_Aim of the task_: If a line of the data below holds the string "sync", copy it.

_Data to process_:
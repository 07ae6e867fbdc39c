//
//  error.rs
//  RouteLens
//

use std::path::PathBuf;

use thiserror::Error;

/// Errors produced by the routelens library.
///
/// Most environmental failures (unreadable files, an unreachable database,
/// a malformed completion) are logged and degraded to empty results at the
/// component boundary. The variants here are what crosses that boundary
/// internally, plus [`RouteLensError::InvalidRoute`], which is the one error
/// callers are expected to see.
#[derive(Debug, Error)]
pub enum RouteLensError {
    #[error("I/O error: {0}")]
    Io(#[from] std::io::Error),

    #[error("JSON error: {0}")]
    Json(#[from] serde_json::Error),

    #[error("unsupported source language: {0}")]
    UnsupportedLanguage(PathBuf),

    #[error("failed to initialise parser for {0}: {1}")]
    ParserInitError(PathBuf, String),

    #[error("tree-sitter produced no tree for {0}")]
    TreeSitterParseFailed(PathBuf),

    #[error("syntax error in {path} at line {line}")]
    SyntaxError { path: PathBuf, line: usize },

    #[error("invalid route: {0}")]
    InvalidRoute(String),

    #[error("data store error: {0}")]
    Store(String),

    #[error("data store unavailable")]
    StoreUnavailable,

    #[error("completion error: {0}")]
    Completion(String),

    #[error("invalid configuration: {0}")]
    Config(String),
}

#[cfg(feature = "mongodb")]
impl From<mongodb::error::Error> for RouteLensError {
    fn from(e: mongodb::error::Error) -> Self {
        RouteLensError::Store(e.to_string())
    }
}

impl From<reqwest::Error> for RouteLensError {
    fn from(e: reqwest::Error) -> Self {
        RouteLensError::Completion(e.to_string())
    }
}

pub type Result<T> = std::result::Result<T, RouteLensError>;
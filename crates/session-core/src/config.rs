//! Coordinator configuration
//!
//! Loaded through [`ConfigLoader`]: defaults, then an optional file, then
//! `TABLEHUB__*` environment variables (e.g. `TABLEHUB__LOGGING__LEVEL=debug`).

use crate::errors::{Result, SessionError};
use serde::Deserialize;
use std::path::Path;
use tablehub_infra_common::config::ConfigLoader;
use tablehub_infra_common::logging::{parse_level, setup_logging, LogFormat, LoggingConfig};

pub const ENV_PREFIX: &str = "TABLEHUB";

#[derive(Debug, Clone, PartialEq, Eq, Deserialize)]
#[serde(default)]
pub struct CoordinatorConfig {
    /// Capacity of the outbound lobby event channel
    pub event_capacity: usize,
    /// Re-attach disconnected spectators to their tables on reconnect
    pub reattach_spectators: bool,
    pub logging: LoggingSettings,
}

#[derive(Debug, Clone, PartialEq, Eq, Deserialize)]
#[serde(default)]
pub struct LoggingSettings {
    pub level: String,
    pub format: LogFormat,
    /// Per-target overrides, e.g. `["tablehub_session_core=debug"]`
    pub directives: Vec<String>,
}

impl Default for CoordinatorConfig {
    fn default() -> Self {
        Self {
            event_capacity: 256,
            reattach_spectators: true,
            logging: LoggingSettings::default(),
        }
    }
}

impl Default for LoggingSettings {
    fn default() -> Self {
        Self {
            level: "info".to_string(),
            format: LogFormat::Text,
            directives: Vec::new(),
        }
    }
}

impl CoordinatorConfig {
    /// Load from defaults, an optional file, and the environment.
    pub fn load(path: Option<&Path>) -> Result<Self> {
        let mut loader = ConfigLoader::new(ENV_PREFIX);
        if let Some(path) = path {
            loader = loader.with_file(path, true);
        }
        let config: Self = loader.load()?;
        config.validate()?;
        Ok(config)
    }

    /// Parse an inline TOML document, ignoring the environment.
    pub fn from_toml_str(contents: &str) -> Result<Self> {
        let config: Self = ConfigLoader::from_toml_str(contents)?;
        config.validate()?;
        Ok(config)
    }

    pub fn validate(&self) -> Result<()> {
        if self.event_capacity == 0 {
            return Err(SessionError::Config("event_capacity must be greater than 0".into()));
        }
        self.logging_config()?.env_filter()?;
        Ok(())
    }

    pub fn logging_config(&self) -> Result<LoggingConfig> {
        let level = parse_level(&self.logging.level)?;
        let config = self
            .logging
            .directives
            .iter()
            .fold(LoggingConfig::new(level), |config, directive| {
                config.directive(directive.as_str())
            });
        Ok(config.format(self.logging.format))
    }

    /// Install the global `tracing` subscriber described by this config and
    /// log the startup line.
    pub fn init_logging(&self) -> Result<()> {
        setup_logging(&self.logging_config()?)?;
        tracing::info!(
            "Starting tablehub session coordinator v{} (event capacity {}, spectator re-attach {})",
            env!("CARGO_PKG_VERSION"),
            self.event_capacity,
            if self.reattach_spectators { "on" } else { "off" }
        );
        Ok(())
    }
}
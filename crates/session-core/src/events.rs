//! Lobby Event System
//!
//! Outbound notifications for other connected clients. Publishing only
//! enqueues onto a `tokio::sync::broadcast` channel; delivery to sockets is
//! the transport's concern.

use crate::types::{TableId, UserId};
use serde::Serialize;
use tokio::sync::broadcast;

#[derive(Debug, Clone, PartialEq, Eq, Serialize)]
#[serde(tag = "type", rename_all = "snake_case")]
pub enum LobbyEvent {
    UserConnected { user_id: UserId, username: String },
    UserDeparted { user_id: UserId, username: String },
    TableLeft { table_id: TableId, user_id: UserId },
    TableUnattended { table_id: TableId, user_id: UserId },
    TableDeleted { table_id: TableId },
    SpectatorReattached { table_id: TableId, user_id: UserId },
}

#[derive(Debug, Clone)]
pub struct EventBus {
    sender: broadcast::Sender<LobbyEvent>,
}

impl EventBus {
    pub fn new(capacity: usize) -> Self {
        let (sender, _) = broadcast::channel(capacity);
        Self { sender }
    }

    /// Fire-and-forget publish
    pub fn publish(&self, event: LobbyEvent) {
        if let Err(broadcast::error::SendError(event)) = self.sender.send(event) {
            tracing::debug!("No subscribers for {:?}", event);
        }
    }

    pub fn subscribe(&self) -> broadcast::Receiver<LobbyEvent> {
        self.sender.subscribe()
    }

    pub fn subscriber_count(&self) -> usize {
        self.sender.receiver_count()
    }
}
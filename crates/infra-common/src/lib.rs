/*!
Common infrastructure for the tablehub server.

This crate holds the pieces every other tablehub crate leans on:

- [`errors`]: the shared infrastructure error type
- [`logging`]: `tracing` subscriber setup
- [`config`]: layered configuration loading (defaults, file, environment)
*/

pub mod config;
pub mod errors;
pub mod logging;

pub use errors::{Error, Result};
/*!
Configuration System

Layered configuration loading for tablehub components:

- Built-in defaults (via `#[serde(default)]` on the target type)
- An optional configuration file (format picked from the extension)
- Inline TOML snippets
- Environment variables with a component prefix
*/

pub mod loader;

pub use loader::ConfigLoader;
//! Error Types for Session Core

use crate::types::TableId;
use thiserror::Error;

/// Main result type for session operations
pub type Result<T> = std::result::Result<T, SessionError>;

/// Main error type for session and table operations
#[derive(Error, Debug, Clone, PartialEq, Eq)]
pub enum SessionError {
    #[error("Table not found: {0}")]
    TableNotFound(TableId),

    #[error("Invalid table state: {0}")]
    InvalidState(String),

    #[error("Configuration error: {0}")]
    Config(String),

    #[error("Internal error: {0}")]
    Internal(String),
}

impl SessionError {
    pub fn invalid_state(msg: impl Into<String>) -> Self {
        SessionError::InvalidState(msg.into())
    }

    pub fn internal(msg: impl Into<String>) -> Self {
        SessionError::Internal(msg.into())
    }
}

impl From<tablehub_infra_common::Error> for SessionError {
    fn from(err: tablehub_infra_common::Error) -> Self {
        SessionError::Config(err.to_string())
    }
}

_Written solution_:
//! enqueues onto a `tokio::sync::broadcast` channel; delivery to sockets is
use tokio::sync::broadcast;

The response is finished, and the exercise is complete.